Alice’s clock runs slower than Bob’s clock.

This sounds contradictory, but it is not. Let us check why.

Bob: “Alice’s clock is broken, isn’t it?”

Alice: “No way. Maybe your clock is the broken one.”

Relativity of Simultaneity

Now compare SB coordinate clocks as seen from SA.

If each SB clock runs slowly from SA’s viewpoint, how can Bob still claim Alice’s clock is slower? The key is that SB clocks are not judged simultaneous in SA in the same way.

Figure 1.5 (SA view): SB coordinate clocks from SA

Figure 1.6 (SA view): Rightmost SB clock happens to match Alice at one event

Figure 1.7 (SA view): Another SB clock compares with Alice later

From SA’s fixed viewpoint, all SA clocks tick fast (in Figure 1.7, the blue coordinate clock hands move from 12 o’clock to 3 o’clock), while each SB clock ticks slowly (but all at the same slow rate).

Focus on two adjacent SB coordinate clocks. Both tick slowly as seen from SA. “Slowly” here refers to the rate at which the hands move, not the displayed time. Surprisingly, these two SB clocks believe they show the same time as each other. When these two clocks observe Alice’s proper clock, the following situation arises.

When Alice passes in front of the rightmost SB clock, both clocks happen to show the same time (this is just a coincidence). But when Alice passes in front of the second SB clock (second from the right), that clock finds Alice’s clock is behind.
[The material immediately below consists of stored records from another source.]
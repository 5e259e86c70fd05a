use actix_web::{HttpRequest, HttpResponse, Result as ActixResult, web};
use once_cell::sync::Lazy;

use crate::services::SystemService;

// 懒加载的全局 SystemService 实例
static SYSTEM_SERVICE: Lazy<SystemService> = Lazy::new(SystemService::new_lazy);

pub async fn health(request: HttpRequest) -> ActixResult<HttpResponse> {
    SYSTEM_SERVICE.health(&request).await
}

pub async fn get_settings() -> ActixResult<HttpResponse> {
    SYSTEM_SERVICE.get_settings().await
}

// 配置路由
pub fn configure_system_routes(cfg: &mut web::ServiceConfig) {
    cfg.service(
        web::scope("/api/v1/system")
            .route("/health", web::get().to(health))
            .route("/settings", web::get().to(get_settings)),
    );
}
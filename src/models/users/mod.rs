pub mod entities;
pub mod requests;
pub mod responses;

pub use entities::{User, UserRole};
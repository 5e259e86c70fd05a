use crate::ai::{TextGenerator, create_generator};
use crate::cache::{ObjectCache, create_cache};
use crate::config::AppConfig;
use crate::errors::Result;
use crate::models::users::entities::UserRole;
use crate::models::users::requests::CreateUserRequest;
use crate::storage::Storage;
use crate::utils::password::hash_password;
use std::sync::Arc;
use tracing::{debug, info, warn};

pub struct StartupContext {
    pub storage: Arc<dyn Storage>,
    pub cache: Arc<dyn ObjectCache>,
    pub generator: Arc<dyn TextGenerator>,
}

/// 生成随机密码
fn generate_random_password(length: usize) -> String {
    use rand::Rng;
    const CHARSET: &[u8] = b"ABCDEFGHJKLMNPQRSTUVWXYZabcdefghijkmnopqrstuvwxyz23456789!@#$%";
    let mut rng = rand::rng();
    (0..length)
        .map(|_| {
            let idx = rng.random_range(0..CHARSET.len());
            CHARSET[idx] as char
        })
        .collect()
}

/// 没有任何管理员时创建内置管理员账号
pub async fn seed_admin(storage: &Arc<dyn Storage>) -> Result<()> {
    let admins = storage.count_users_by_role(UserRole::Admin).await?;
    if admins > 0 {
        debug!("Found {} admin account(s), skipping admin seed", admins);
        return Ok(());
    }

    let username = AppConfig::get().admin.username.clone();
    info!("No admin account found, creating '{}'", username);

    // 优先使用环境变量，否则生成随机密码
    let password = std::env::var("ADMIN_PASSWORD")
        .ok()
        .filter(|value| !value.trim().is_empty())
        .unwrap_or_else(|| {
            let pwd = generate_random_password(16);
            warn!("==========================================================");
            warn!("  ADMIN_PASSWORD NOT SET - USING GENERATED PASSWORD");
            warn!("  Admin username: {}", username);
            warn!("  Generated admin password: {}", pwd);
            warn!("==========================================================");
            pwd
        });

    let user = storage
        .create_user(CreateUserRequest {
            username,
            password_hash: hash_password(&password)?,
            role: UserRole::Admin,
            advisor_username: None,
        })
        .await?;

    info!(
        "Admin account created (ID: {}, username: {})",
        user.id, user.username
    );
    Ok(())
}

/// 准备服务器启动的上下文：存储、缓存和文本生成器
pub async fn prepare_server_startup() -> Result<StartupContext> {
    if rustls::crypto::ring::default_provider()
        .install_default()
        .is_err()
    {
        debug!("rustls crypto provider already installed");
    }

    let storage = crate::storage::create_storage().await?;
    warn!("Storage backend initialized and migrations completed");

    seed_admin(&storage).await?;

    let cache = create_cache();
    warn!("Cache backend initialized");

    let generator = create_generator()?;

    Ok(StartupContext {
        storage,
        cache,
        generator,
    })
}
Since all SB coordinate clocks are synchronized with each other, SB concludes that Alice’s clock is running slower than theirs.
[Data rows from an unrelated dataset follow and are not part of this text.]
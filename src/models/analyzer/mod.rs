pub mod requests;
pub mod responses;

pub use requests::AnalyzeMode;
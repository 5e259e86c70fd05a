use actix_web::{HttpRequest, HttpResponse, Result as ActixResult};

use super::{ProjectService, permission_denied, project_not_found};
use crate::models::{ApiResponse, ErrorCode};
use crate::services::{current_user, internal_error, storage_of};

pub async fn delete_project(
    _service: &ProjectService,
    id: i64,
    request: &HttpRequest,
) -> ActixResult<HttpResponse> {
    let user = match current_user(request) {
        Ok(user) => user,
        Err(response) => return Ok(response),
    };
    let storage = storage_of(request)?;

    // 仅项目所有者可删除
    match storage.get_project_by_id(id).await {
        Ok(Some(project)) if project.is_owned_by(&user.username) => {}
        Ok(Some(_)) => return Ok(permission_denied()),
        Ok(None) => return Ok(project_not_found()),
        Err(e) => return Ok(internal_error(ErrorCode::InternalServerError, "Project lookup failed", e)),
    }

    match storage.delete_project(id).await {
        Ok(true) => Ok(HttpResponse::Ok().json(ApiResponse::success_empty("Proje silindi."))),
        Ok(false) => Ok(project_not_found()),
        Err(e) => Ok(internal_error(ErrorCode::InternalServerError, "Project deletion failed", e)),
    }
}
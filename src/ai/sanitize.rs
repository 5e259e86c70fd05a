use once_cell::sync::Lazy;
use regex::Regex;

// 行首的 Markdown 标记：标题、列表、引用
static LEADING_MARKUP_RE: Lazy<Regex> =
    Lazy::new(|| Regex::new(r"(?m)^[#*>\- ]+").expect("Invalid leading markup regex"));

static INLINE_MARKUP_RE: Lazy<Regex> =
    Lazy::new(|| Regex::new(r"[#*`]").expect("Invalid inline markup regex"));

static EMOJI_RE: Lazy<Regex> = Lazy::new(|| {
    Regex::new(
        r"[\x{1F600}-\x{1F64F}\x{1F300}-\x{1F5FF}\x{1F680}-\x{1F6FF}\x{2600}-\x{26FF}\x{2700}-\x{27BF}]",
    )
    .expect("Invalid emoji regex")
});

/// 把模型输出整理为纯文本报告
pub fn sanitize_report(raw: &str) -> String {
    let text = LEADING_MARKUP_RE.replace_all(raw, "");
    let text = INLINE_MARKUP_RE.replace_all(&text, "");
    let text = EMOJI_RE.replace_all(&text, "");
    text.trim().to_string()
}

#[cfg(test)]
mod tests {
    use super::*;

    #[test]
    fn strips_headings_and_bullets() {
        let raw = "## PROJE ÖZETİ\n- Birinci madde\n> alıntı\n* yıldız\nDüz satır";
        assert_eq!(
            sanitize_report(raw),
            "PROJE ÖZETİ\nBirinci madde\nalıntı\nyıldız\nDüz satır"
        );
    }

    #[test]
    fn strips_inline_markup() {
        assert_eq!(
            sanitize_report("Bu **önemli** bir `kod` #etiket"),
            "Bu önemli bir kod etiket"
        );
    }

    #[test]
    fn removes_emoji_ranges() {
        assert_eq!(sanitize_report("Harika 🚀 proje ✅ 😀"), "Harika  proje");
    }

    #[test]
    fn keeps_inner_hyphens_and_trims() {
        assert_eq!(
            sanitize_report("\n\n  Hava-hava görevleri  \n"),
            "Hava-hava görevleri"
        );
    }
}
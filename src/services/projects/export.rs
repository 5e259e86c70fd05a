use actix_web::{HttpRequest, HttpResponse, Result as ActixResult, web};

use super::{ProjectService, load_visible};
use crate::documents;
use crate::models::ErrorCode;
use crate::models::projects::requests::ExportProjectQuery;
use crate::services::{current_user, download, internal_error, storage_of};

pub async fn export_project(
    _service: &ProjectService,
    id: i64,
    query: ExportProjectQuery,
    request: &HttpRequest,
) -> ActixResult<HttpResponse> {
    let viewer = match current_user(request) {
        Ok(user) => user,
        Err(response) => return Ok(response),
    };
    let storage = storage_of(request)?;

    let project = match load_visible(&storage, &viewer, id).await {
        Ok(project) => project,
        Err(response) => return Ok(response),
    };

    // 文档生成是 CPU 密集操作
    let format = query.format;
    match web::block(move || documents::project_report(&project, format)).await {
        Ok(Ok(file)) => Ok(download(file)),
        Ok(Err(e)) => Ok(internal_error(ErrorCode::ExportFailed, "Project export failed", e)),
        Err(e) => Ok(internal_error(ErrorCode::ExportFailed, "Export worker failed", e)),
    }
}
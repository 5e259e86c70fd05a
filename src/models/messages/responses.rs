use super::entities::Message;
use serde::Serialize;
use ts_rs::TS;

#[derive(Debug, Serialize, TS)]
#[ts(export, export_to = "../frontend/src/types/generated/message.ts")]
pub struct InboxResponse {
    pub items: Vec<Message>,
}
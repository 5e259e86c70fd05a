pub mod analyzer;
pub mod auth;
pub mod chat;
pub mod common;
pub mod exports;
pub mod info;
pub mod messages;
pub mod projects;
pub mod system;
pub mod teacher;
pub mod users;
pub mod wizard;

pub use common::{ApiResponse, PaginatedResponse, PaginationInfo, PaginationQuery};

use serde::Serialize;

// 程序启动时间
#[derive(Debug, Clone, Serialize)]
pub struct AppStartTime {
    pub start_datetime: chrono::DateTime<chrono::Utc>,
}

// 业务错误码
#[derive(Debug, Clone, Copy, PartialEq, Eq, Serialize)]
#[repr(i32)]
pub enum ErrorCode {
    Success = 0,

    // 通用错误
    BadRequest = 1000,
    Unauthorized = 1001,
    Forbidden = 1003,
    NotFound = 1004,
    InternalServerError = 1005,
    RateLimitExceeded = 1029,

    // 认证
    AuthFailed = 2000,
    RegisterFailed = 2001,

    // 用户
    UserNotFound = 3000,
    UserNameInvalid = 3001,
    UserNameAlreadyExists = 3002,
    UserPasswordInvalid = 3003,
    UserRoleInvalid = 3004,
    UserUpdateFailed = 3005,
    UserDeleteFailed = 3006,
    CanNotDeleteCurrentUser = 3007,

    // 项目报告
    ProjectNotFound = 4000,
    ProjectInvalid = 4001,
    ProjectPermissionDenied = 4002,
    ProjectSaveFailed = 4003,
    StudentNotAdvised = 4004,

    // AI 助手
    ChatMessageInvalid = 5000,
    AiServiceUnavailable = 5001,
    ConsentRequired = 5002,

    // 留言
    MessageInvalid = 6000,
    MessageRecipientNotFound = 6001,

    // 文件与文档
    FileNotFound = 7000,
    FileTypeNotAllowed = 7001,
    FileSizeExceeded = 7002,
    MultifileUploadNotAllowed = 7003,
    DocumentExtractFailed = 7004,
    ExportFailed = 7005,
}
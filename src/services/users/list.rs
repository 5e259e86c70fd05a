use actix_web::{HttpRequest, HttpResponse, Result as ActixResult};

use super::UserService;
use crate::models::{
    ApiResponse, ErrorCode,
    users::requests::{UserListParams, UserListQuery},
};
use crate::services::{internal_error, storage_of};

pub async fn list_users(
    _service: &UserService,
    query: UserListParams,
    request: &HttpRequest,
) -> ActixResult<HttpResponse> {
    let storage = storage_of(request)?;

    match storage
        .list_users_with_pagination(UserListQuery::from(query))
        .await
    {
        Ok(response) => Ok(HttpResponse::Ok().json(ApiResponse::success(
            response,
            "Kullanıcı listesi alındı.",
        ))),
        Err(e) => Ok(internal_error(ErrorCode::InternalServerError, "Failed to list users", e)),
    }
}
When we compare multiple SB coordinate clocks with an SA proper clock (Alice’s clock, or any single SA coordinate clock treated as a proper clock), SA proper time still appears to run slower. Both Alice’s and Bob’s claims turn out to be correct. In special relativity, comparing one proper clock against two coordinate clocks leads to this seemingly strange result. But there is no contradiction.

Figure 1.8: Alice’s clock seen via multiple SB coordinate clocks

Alice: “Bob kept insisting, ‘Synchronize all the clocks properly.’ But what about his side? I’ll get him for this later.”

Bob: “Hmm… still, I feel like Alice’s clock is the one that’s off.”

Length Contraction

Length measurement means identifying both endpoints simultaneously in the measuring frame.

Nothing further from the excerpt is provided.